New parades body cannot march to politicians' tune
Published 15/08/2013 | 08:30
I never made much of a fist of Latin; the gerundive did for me. Yet, as I thought about Richard Haass and the Parades Commission, one phrase did drift back.
It was 'Primum non nocere' (First, do no harm). Doctors are taught that.
They must consider whether it would be better to leave things alone, or adopt a cautious, conservative treatment, than to risk causing more harm than good.
The Parades Commission is widely criticised, and it seems inevitable that it will be replaced following the Haass talks.
Yet, on its watch, the number of parades declined sharply. In the lifetime of the commission, the loyal orders have begun tentative dialogue with residents' groups. In some areas, like Londonderry, this has paid off for both sides.
Things aren't perfect, but some of this improvement must be down to the existence of an independent body, not open to local political pressure, which can take swift decisions in the absence of consensus.
Before 1998, when the police took parading decisions, it was one of the factors which undermined the then-RUC.
It could also undermine power-sharing, especially in the immediate future.
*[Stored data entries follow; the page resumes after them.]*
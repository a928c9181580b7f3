// src/config/mod.rs
// DOCUMENTATION: Configuration module organization
// PURPOSE: Re-export configuration components

pub mod db;
pub mod env;

pub use db::init_db_handle;
pub use env::Config;
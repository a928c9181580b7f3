// src/db/memory.rs
// DOCUMENTATION: In-memory document store for tests
// PURPOSE: Exercise services and handlers without a running PostgreSQL

use crate::db::{DocumentStore, Filter, StoredDocument};
use crate::errors::PlacesError;
use async_trait::async_trait;
use serde_json::Value;
use std::sync::atomic::{AtomicBool, Ordering};
use tokio::sync::{Barrier, RwLock};
use uuid::Uuid;

struct Entry {
    collection: String,
    document: StoredDocument,
}

/// Vec-backed store; insertion order is the natural order
#[derive(Default)]
pub struct MemoryDocumentStore {
    entries: RwLock<Vec<Entry>>,
    failure: Option<String>,
    insert_barrier: Option<Barrier>,
    closed: AtomicBool,
}

impl MemoryDocumentStore {
    pub fn new() -> Self {
        Self::default()
    }

    /// A store whose every operation fails with `message`
    pub fn failing(message: &str) -> Self {
        Self {
            failure: Some(message.to_string()),
            ..Self::default()
        }
    }

    /// A store whose inserts wait until `parties` inserts are pending,
    /// so concurrent callers interleave deterministically
    pub fn with_insert_barrier(parties: usize) -> Self {
        Self {
            insert_barrier: Some(Barrier::new(parties)),
            ..Self::default()
        }
    }

    fn check(&self) -> Result<(), PlacesError> {
        match &self.failure {
            Some(message) => Err(PlacesError::DatabaseError(message.clone())),
            None => Ok(()),
        }
    }
}

#[async_trait]
impl DocumentStore for MemoryDocumentStore {
    fn name(&self) -> &str {
        "memory"
    }

    fn is_open(&self) -> bool {
        !self.closed.load(Ordering::SeqCst)
    }

    async fn insert_one(&self, collection: &str, doc: Value) -> Result<String, PlacesError> {
        let mut ids = self.insert_many(collection, vec![doc]).await?;
        Ok(ids.remove(0))
    }

    async fn insert_many(
        &self,
        collection: &str,
        docs: Vec<Value>,
    ) -> Result<Vec<String>, PlacesError> {
        self.check()?;
        if let Some(barrier) = &self.insert_barrier {
            barrier.wait().await;
        }
        let mut entries = self.entries.write().await;

        let ids: Vec<String> = docs
            .into_iter()
            .map(|body| {
                let id = Uuid::new_v4().to_string();
                entries.push(Entry {
                    collection: collection.to_string(),
                    document: StoredDocument { id: id.clone(), body },
                });
                id
            })
            .collect();

        Ok(ids)
    }

    async fn count(&self, collection: &str) -> Result<i64, PlacesError> {
        self.check()?;
        let entries = self.entries.read().await;
        Ok(entries.iter().filter(|e| e.collection == collection).count() as i64)
    }

    async fn find(
        &self,
        collection: &str,
        filter: &Filter,
        limit: i64,
    ) -> Result<Vec<StoredDocument>, PlacesError> {
        self.check()?;
        let entries = self.entries.read().await;

        Ok(entries
            .iter()
            .filter(|e| e.collection == collection && filter.matches(&e.document.body))
            .take(limit.max(0) as usize)
            .map(|e| e.document.clone())
            .collect())
    }

    async fn list_collections(&self, limit: i64) -> Result<Vec<String>, PlacesError> {
        self.check()?;
        let entries = self.entries.read().await;

        let mut names: Vec<String> = entries.iter().map(|e| e.collection.clone()).collect();
        names.sort();
        names.dedup();
        names.truncate(limit.max(0) as usize);
        Ok(names)
    }

    async fn close(&self) {
        self.closed.store(true, Ordering::SeqCst);
    }
}
// src/handlers/places.rs
// DOCUMENTATION: HTTP handlers for place operations
// PURPOSE: Parse requests, call services, return responses

use crate::db::DbHandle;
use crate::errors::PlacesError;
use crate::models::{ListQuery, Place};
use crate::services::PlaceService;
use actix_web::{web, HttpResponse, Responder};
use validator::Validate;

/// POST /places
/// Create a new place
pub async fn create_place(
    db: web::Data<DbHandle>,
    req: web::Json<Place>,
) -> Result<impl Responder, PlacesError> {
    let store = db.store()?;
    let created = PlaceService::create_place(store, req.into_inner()).await?;
    Ok(HttpResponse::Ok().json(created))
}

/// POST /places/seed
/// Insert the sample places once
pub async fn seed_places(db: web::Data<DbHandle>) -> Result<impl Responder, PlacesError> {
    let store = db.store()?;
    let result = PlaceService::seed_places(store).await?;
    Ok(HttpResponse::Ok().json(result))
}

/// GET /places
/// List places matching the query filters
pub async fn list_places(
    db: web::Data<DbHandle>,
    query: web::Query<ListQuery>,
) -> Result<impl Responder, PlacesError> {
    query.validate()?;

    let store = db.store()?;
    let result = PlaceService::list_places(store, &query).await?;
    Ok(HttpResponse::Ok().json(result))
}

/// Configuration for place routes
pub fn config(cfg: &mut web::ServiceConfig) {
    cfg.service(
        web::scope("/places")
            .route("", web::post().to(create_place))
            .route("", web::get().to(list_places))
            .route("/seed", web::post().to(seed_places)),
    );
}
Next year, we have European and local government elections; in 2015, it is Westminster and, in 2016, the Stormont election coincides with the centenaries of both the 1916 Easter Rising and the Battle of the Somme.
The idea of local politicians appointing a body to adjudicate on parades and then standing over disputed decisions is scary.
We need only look at what happened this year, when an early consensus between the five Executive parties on parading fell apart at the first sign of dispute.
Local parties could run a body which would mediate on parades and try to reach agreement on routes. Where all else fails, we need somebody who stands outside the local political rough-and-tumble to take hard decisions on whether a parade proceeds, or not.
Such a body could also produce reports on how a parading season had gone, comment on the behaviour of various stakeholders and give pointers as to what was necessary to get favourable determinations the next time.
There is a model. It is provided by the Independent Monitoring Commission (IMC), which oversaw the paramilitary ceasefires and suggested sanctions for breaches between 2003 and 2011.
It was set up by Westminster legislation, had the backing of the British, Irish and US governments and it included members from all three jurisdictions. There were criticisms, but these were people who could apply international standards and who clearly stood above the pressures of the local political scene.
There could be a role for such a body to help us through unresolved parading disputes in the next few years.
If it did its work and things moved forward by, say, 2017, then it might, like the IMC, be dissolved with all-party support.
Replacing the Parades Commission is one thing; tossing toxic decisions straight into the lap of local politicians is more dangerous.
Primum non nocere: Dr Haass should consider a somewhat more conservative treatment to avoid harming the patient.